Sun Microsystems, Inc.  Oracle System Handbook - ISO 7.0 May 2018 Internal/Partner Edition
   Home | Current Systems | Former STK Products | EOL Systems | Components | General Info | Search | Feedback

Asset ID: 1-71-1002259.1
Update Date:2017-10-18
Keywords:

Solution Type  Technical Instruction Sure

Solution  1002259.1 :   Sun Enterprise[TM] xx00 (Sun Fire[TM] Classic): WARNING: AC Power failure detected  


Related Items
  • Sun Enterprise 6500 Server
  •  
  • Sun Enterprise 5000 Server
  •  
  • Sun Enterprise 3500 Server
  •  
  • Sun Enterprise 4000 Server
  •  
  • Sun Enterprise 3000 Server
  •  
  • Sun Enterprise 4500 Server
  •  
  • Sun Enterprise 5500 Server
  •  
  • Sun Enterprise 6000 Server
  •  
Related Categories
  • PLA-Support>Sun Systems>SPARC>Enterprise>SN-SPARC: Exx00
  •  
  • _Old GCS Categories>Sun Microsystems>Servers>Midrange Servers
  •  

PreviouslyPublishedAs
203183


Applies to:

Sun Enterprise 3000 Server - Version All Versions and later
Sun Enterprise 4000 Server - Version All Versions and later
Sun Enterprise 5000 Server - Version All Versions and later
Sun Enterprise 6000 Server - Version All Versions and later
Sun Enterprise 3500 Server - Version All Versions and later
All Platforms

Goal

Understanding the Expected Behavior of an AC power Failure for
Sun Enterprise[TM] xx00 (Sun Fire[TM] Classic)

Fix

Description

The purpose of this document is to describe expected behavior for a Sun Enterprise[TM] xx00 (Sun Fire[TM] Classic) 
server when it encounters an AC power failure. It details several of the causes to the failure and how to distinguish 
which cause is in fact the most likely root cause to the outage itself. The error message that may commonly appear in 
such an event as this is:
sysctrl: [ID 712134 kern.warning] WARNING: AC Power failure detected

Unfortunately, this message alone doesn't tell us much.  Basically, it tells you what you already know, that a power 
failure occurred. But, why or how it occurred is the mystery that needs solving. This document can be used to provide 
hints into the common causes of a power failure for this platform. The common causes we investigated were:
1.  Power supply failure Simulated by physically removing the unit.
2.  Removing the power cord Simulates loss of power feed and also an accidental or purposeful cord removal.
3.  Flipping off the power rocker switch Simulates power feed loss and purposeful or accidental switch flip.
4.  Changing the keyswitch position to OFF Demonstrates non-power interruption behavior. 
At times, it is suspected that power was either accidentally or purposely removed from the server 
(pulling a power cord, tripping over the cord, flipping off the switch, etc), but it is hard to prove this without 
someone admitting it or seeing it happen.  
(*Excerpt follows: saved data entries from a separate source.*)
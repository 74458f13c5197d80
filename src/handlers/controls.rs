//! Persistent control handlers.

use super::{Context, ControlHandler, Reply};
use crate::error::{Missing, TicketError, TicketResult};
use crate::platform::{Embed, UserId, colors};
use crate::ticket::ClaimOutcome;
use async_trait::async_trait;

/// Create-ticket button on a panel's entry point.
pub struct CreateTicketHandler;

#[async_trait]
impl ControlHandler for CreateTicketHandler {
    async fn handle(&self, ctx: &Context<'_>) -> TicketResult<Reply> {
        let entry_point = ctx
            .message_id
            .ok_or(TicketError::NotFound(Missing::Panel))?;
        let opened = ctx
            .engine
            .open_ticket(ctx.guild_id, entry_point, ctx.actor)
            .await?;
        Ok(Reply::private(format!(
            "Ticket created: {}",
            opened.channel_id.mention()
        )))
    }
}

pub struct CloseTicketHandler;

#[async_trait]
impl ControlHandler for CloseTicketHandler {
    async fn handle(&self, ctx: &Context<'_>) -> TicketResult<Reply> {
        ctx.engine
            .close_ticket(ctx.channel_id, ctx.actor, ctx.message_id)
            .await?;
        Ok(Reply::silent())
    }
}

pub struct ClaimTicketHandler;

#[async_trait]
impl ControlHandler for ClaimTicketHandler {
    async fn handle(&self, ctx: &Context<'_>) -> TicketResult<Reply> {
        let outcome = ctx.engine.toggle_claim(ctx.channel_id, ctx.actor).await?;
        Ok(claim_reply(outcome, ctx.actor.user_id))
    }
}

/// Announcement for a claim change; an existing claim is reported privately.
pub(super) fn claim_reply(outcome: ClaimOutcome, actor: UserId) -> Reply {
    match outcome {
        ClaimOutcome::Claimed => Reply::public_embed(
            Embed::new(colors::GOLD)
                .title("Ticket Claimed")
                .description(format!("This ticket has been claimed by {}.", actor.mention())),
        ),
        ClaimOutcome::Unclaimed => Reply::public_embed(
            Embed::new(colors::GREY)
                .title("Ticket Unclaimed")
                .description(format!("{} released this ticket.", actor.mention())),
        ),
        ClaimOutcome::HeldBy(holder) if holder == actor => {
            Reply::private("You have already claimed this ticket.")
        }
        ClaimOutcome::HeldBy(holder) => Reply::private(format!(
            "This ticket is already claimed by {}.",
            holder.mention()
        )),
    }
}

pub struct ReopenTicketHandler;

#[async_trait]
impl ControlHandler for ReopenTicketHandler {
    async fn handle(&self, ctx: &Context<'_>) -> TicketResult<Reply> {
        ctx.engine
            .reopen_ticket(ctx.channel_id, ctx.actor, ctx.message_id)
            .await?;
        Ok(Reply::silent())
    }
}

pub struct DeleteTicketHandler;

#[async_trait]
impl ControlHandler for DeleteTicketHandler {
    async fn handle(&self, ctx: &Context<'_>) -> TicketResult<Reply> {
        ctx.engine.delete_ticket(ctx.channel_id, ctx.actor).await?;
        Ok(Reply::silent())
    }
}

/// Owner's confirmation on a close request.
pub struct ConfirmCloseHandler;

#[async_trait]
impl ControlHandler for ConfirmCloseHandler {
    async fn handle(&self, ctx: &Context<'_>) -> TicketResult<Reply> {
        ctx.engine
            .confirm_close(ctx.channel_id, ctx.actor, ctx.message_id)
            .await?;
        Ok(Reply::silent())
    }
}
As this document will show, there is a way to  almost prove  the cause to be a manual one, depending on the behavior 
that a certain outage will show.

NOTE:  All observations were made in two different Sun internal labs and observed by two separate teams of Sun personnel,
using two different servers.  The separate teams results were identical, so it is an assumption that the servers of this 
class will all behave in the same manner. But, we can not know with 100% certainty that in EVERY case, this is true.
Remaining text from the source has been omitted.